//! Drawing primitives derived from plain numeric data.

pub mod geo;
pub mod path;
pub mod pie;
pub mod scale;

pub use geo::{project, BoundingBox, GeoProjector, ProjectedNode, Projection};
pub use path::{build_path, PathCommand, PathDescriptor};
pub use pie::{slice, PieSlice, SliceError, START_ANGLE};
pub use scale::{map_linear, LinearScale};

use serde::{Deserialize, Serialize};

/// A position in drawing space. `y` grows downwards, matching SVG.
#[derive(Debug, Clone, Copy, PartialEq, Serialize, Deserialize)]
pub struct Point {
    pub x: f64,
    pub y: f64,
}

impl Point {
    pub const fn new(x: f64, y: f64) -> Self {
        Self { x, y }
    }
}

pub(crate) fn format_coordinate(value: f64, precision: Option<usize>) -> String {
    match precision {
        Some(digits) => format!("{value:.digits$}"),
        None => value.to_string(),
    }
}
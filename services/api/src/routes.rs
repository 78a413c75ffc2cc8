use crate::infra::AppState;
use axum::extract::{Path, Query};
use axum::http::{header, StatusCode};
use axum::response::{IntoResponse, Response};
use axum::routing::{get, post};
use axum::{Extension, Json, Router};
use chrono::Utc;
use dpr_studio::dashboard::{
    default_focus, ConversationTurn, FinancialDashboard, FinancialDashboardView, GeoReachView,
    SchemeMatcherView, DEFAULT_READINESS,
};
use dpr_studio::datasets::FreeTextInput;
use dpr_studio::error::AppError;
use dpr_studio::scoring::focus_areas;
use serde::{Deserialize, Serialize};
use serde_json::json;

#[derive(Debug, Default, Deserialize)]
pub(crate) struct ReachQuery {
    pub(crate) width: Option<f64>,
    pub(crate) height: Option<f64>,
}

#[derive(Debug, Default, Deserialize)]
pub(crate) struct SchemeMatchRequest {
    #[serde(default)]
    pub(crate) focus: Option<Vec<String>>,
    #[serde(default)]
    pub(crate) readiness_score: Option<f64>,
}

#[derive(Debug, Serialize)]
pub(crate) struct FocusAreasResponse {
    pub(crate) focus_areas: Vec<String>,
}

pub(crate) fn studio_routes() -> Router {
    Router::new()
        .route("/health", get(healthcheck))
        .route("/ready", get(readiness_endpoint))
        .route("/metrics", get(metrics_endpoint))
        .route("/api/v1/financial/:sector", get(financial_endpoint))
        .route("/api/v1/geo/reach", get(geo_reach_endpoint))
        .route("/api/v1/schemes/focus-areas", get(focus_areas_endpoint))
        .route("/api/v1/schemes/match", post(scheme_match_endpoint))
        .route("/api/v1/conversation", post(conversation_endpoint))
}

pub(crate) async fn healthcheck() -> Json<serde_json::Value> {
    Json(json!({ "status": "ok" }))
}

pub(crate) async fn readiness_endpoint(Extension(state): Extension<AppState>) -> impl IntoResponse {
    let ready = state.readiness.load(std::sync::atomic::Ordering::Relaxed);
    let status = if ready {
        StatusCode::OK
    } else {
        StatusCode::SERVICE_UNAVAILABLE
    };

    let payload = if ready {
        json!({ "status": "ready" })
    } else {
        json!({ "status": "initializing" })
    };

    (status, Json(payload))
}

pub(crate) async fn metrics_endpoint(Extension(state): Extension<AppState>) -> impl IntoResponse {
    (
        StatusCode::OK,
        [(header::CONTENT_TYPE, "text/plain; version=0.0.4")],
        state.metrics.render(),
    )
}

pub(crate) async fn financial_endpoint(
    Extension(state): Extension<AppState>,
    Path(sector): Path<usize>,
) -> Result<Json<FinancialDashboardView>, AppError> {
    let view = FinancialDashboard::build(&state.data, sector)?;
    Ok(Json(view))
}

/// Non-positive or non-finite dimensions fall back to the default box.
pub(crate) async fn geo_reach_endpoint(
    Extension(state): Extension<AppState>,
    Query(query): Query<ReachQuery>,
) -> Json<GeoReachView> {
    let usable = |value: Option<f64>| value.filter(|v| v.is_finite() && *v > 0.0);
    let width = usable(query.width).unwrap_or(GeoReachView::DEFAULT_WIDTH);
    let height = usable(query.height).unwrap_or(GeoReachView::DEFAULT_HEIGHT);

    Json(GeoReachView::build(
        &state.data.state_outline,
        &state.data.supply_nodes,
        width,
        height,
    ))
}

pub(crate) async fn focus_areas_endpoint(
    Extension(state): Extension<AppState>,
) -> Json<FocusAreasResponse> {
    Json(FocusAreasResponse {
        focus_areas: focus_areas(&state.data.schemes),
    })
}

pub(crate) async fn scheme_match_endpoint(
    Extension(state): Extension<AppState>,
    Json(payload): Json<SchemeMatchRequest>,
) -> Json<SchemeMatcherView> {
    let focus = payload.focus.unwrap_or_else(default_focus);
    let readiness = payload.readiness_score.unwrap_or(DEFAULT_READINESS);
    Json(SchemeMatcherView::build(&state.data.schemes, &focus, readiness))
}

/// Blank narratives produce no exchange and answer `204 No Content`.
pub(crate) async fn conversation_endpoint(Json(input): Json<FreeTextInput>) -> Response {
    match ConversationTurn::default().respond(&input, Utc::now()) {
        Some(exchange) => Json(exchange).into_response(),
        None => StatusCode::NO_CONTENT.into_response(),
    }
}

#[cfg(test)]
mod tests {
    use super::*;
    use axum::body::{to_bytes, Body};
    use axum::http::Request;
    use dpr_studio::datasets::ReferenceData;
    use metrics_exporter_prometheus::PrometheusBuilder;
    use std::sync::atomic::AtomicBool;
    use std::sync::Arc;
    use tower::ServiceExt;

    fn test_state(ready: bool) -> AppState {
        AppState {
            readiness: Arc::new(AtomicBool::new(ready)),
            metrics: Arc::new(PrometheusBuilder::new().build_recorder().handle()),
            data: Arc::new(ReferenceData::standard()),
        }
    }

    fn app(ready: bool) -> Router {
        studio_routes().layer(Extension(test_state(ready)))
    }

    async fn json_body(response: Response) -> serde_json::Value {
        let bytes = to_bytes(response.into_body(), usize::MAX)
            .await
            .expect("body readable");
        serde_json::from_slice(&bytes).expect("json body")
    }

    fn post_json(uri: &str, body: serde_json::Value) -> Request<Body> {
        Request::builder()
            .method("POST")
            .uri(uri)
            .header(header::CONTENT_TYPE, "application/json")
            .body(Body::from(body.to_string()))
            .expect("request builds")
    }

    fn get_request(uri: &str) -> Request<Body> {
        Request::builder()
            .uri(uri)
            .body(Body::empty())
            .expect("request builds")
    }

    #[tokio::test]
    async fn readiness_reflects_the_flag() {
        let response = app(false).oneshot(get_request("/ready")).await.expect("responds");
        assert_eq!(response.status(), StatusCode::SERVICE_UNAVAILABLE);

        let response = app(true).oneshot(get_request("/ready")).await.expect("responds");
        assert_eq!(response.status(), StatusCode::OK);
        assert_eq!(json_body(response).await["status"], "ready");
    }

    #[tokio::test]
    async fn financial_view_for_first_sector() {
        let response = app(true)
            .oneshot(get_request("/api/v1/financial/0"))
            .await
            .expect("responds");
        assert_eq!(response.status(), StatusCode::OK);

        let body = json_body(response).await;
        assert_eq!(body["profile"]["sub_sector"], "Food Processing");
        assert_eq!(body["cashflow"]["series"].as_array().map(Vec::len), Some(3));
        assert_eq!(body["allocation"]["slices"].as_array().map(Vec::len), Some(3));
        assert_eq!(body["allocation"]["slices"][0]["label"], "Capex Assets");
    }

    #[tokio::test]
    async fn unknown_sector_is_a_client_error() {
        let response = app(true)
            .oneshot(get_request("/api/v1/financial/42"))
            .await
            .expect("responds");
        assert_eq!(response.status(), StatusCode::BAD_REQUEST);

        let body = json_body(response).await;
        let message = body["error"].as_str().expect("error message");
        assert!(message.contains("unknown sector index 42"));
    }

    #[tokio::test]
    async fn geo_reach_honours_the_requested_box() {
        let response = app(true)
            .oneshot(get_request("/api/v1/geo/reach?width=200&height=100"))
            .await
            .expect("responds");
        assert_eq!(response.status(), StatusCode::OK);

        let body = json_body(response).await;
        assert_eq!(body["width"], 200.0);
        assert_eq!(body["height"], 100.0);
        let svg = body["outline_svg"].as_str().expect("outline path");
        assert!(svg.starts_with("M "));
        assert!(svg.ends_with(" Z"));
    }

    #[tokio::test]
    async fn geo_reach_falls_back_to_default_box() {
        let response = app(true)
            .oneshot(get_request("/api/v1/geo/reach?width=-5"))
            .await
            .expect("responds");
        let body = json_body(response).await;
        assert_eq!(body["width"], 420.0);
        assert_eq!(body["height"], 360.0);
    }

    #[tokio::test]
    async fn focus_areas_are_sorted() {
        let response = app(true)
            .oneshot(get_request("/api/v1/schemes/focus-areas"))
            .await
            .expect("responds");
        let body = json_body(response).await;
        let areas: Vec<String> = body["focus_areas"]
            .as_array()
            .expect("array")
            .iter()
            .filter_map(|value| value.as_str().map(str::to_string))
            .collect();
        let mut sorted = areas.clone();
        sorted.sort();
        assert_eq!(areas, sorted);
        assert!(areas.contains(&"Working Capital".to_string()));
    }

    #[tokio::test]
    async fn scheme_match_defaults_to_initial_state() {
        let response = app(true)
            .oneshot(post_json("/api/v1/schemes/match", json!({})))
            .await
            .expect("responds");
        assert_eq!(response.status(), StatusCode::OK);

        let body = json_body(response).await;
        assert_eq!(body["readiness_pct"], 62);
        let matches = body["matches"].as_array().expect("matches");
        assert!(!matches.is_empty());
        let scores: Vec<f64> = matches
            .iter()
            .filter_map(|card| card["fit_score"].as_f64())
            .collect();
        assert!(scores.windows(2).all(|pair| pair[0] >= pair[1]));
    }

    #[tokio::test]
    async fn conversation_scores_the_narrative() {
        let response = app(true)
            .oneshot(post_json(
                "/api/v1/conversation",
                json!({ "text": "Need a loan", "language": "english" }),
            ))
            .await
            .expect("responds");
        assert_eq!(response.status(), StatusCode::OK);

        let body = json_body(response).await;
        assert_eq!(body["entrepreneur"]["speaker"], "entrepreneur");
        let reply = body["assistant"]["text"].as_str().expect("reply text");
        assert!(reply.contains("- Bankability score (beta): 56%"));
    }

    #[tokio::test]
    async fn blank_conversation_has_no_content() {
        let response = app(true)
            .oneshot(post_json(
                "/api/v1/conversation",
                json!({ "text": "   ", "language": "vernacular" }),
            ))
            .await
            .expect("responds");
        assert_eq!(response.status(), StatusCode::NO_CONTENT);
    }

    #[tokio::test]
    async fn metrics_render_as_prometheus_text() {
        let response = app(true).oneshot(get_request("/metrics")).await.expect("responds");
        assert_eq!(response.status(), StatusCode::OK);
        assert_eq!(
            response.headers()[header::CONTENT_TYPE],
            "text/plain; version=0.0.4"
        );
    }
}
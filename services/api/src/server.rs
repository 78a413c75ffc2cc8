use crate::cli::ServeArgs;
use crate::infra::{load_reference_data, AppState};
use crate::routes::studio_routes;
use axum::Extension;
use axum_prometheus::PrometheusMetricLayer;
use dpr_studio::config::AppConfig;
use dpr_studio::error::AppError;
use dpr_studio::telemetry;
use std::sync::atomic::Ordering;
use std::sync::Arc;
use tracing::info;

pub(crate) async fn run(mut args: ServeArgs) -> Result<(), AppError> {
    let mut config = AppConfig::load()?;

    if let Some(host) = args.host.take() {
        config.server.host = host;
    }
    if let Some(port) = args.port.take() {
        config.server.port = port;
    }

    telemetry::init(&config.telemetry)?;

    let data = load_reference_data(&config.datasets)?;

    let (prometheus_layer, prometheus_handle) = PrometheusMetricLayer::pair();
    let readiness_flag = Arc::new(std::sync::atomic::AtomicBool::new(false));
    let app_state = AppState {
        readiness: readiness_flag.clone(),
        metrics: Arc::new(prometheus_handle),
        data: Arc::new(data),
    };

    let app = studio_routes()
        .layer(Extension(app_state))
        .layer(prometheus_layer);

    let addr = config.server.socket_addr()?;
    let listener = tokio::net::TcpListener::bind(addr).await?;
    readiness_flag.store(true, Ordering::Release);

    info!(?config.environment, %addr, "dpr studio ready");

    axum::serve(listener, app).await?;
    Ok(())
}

PROBLEM TO SOLVE. Check every line of the entries above for the word "Debug" and report how many lines contain it, giving the number only.

YOUR RESPONSE. 4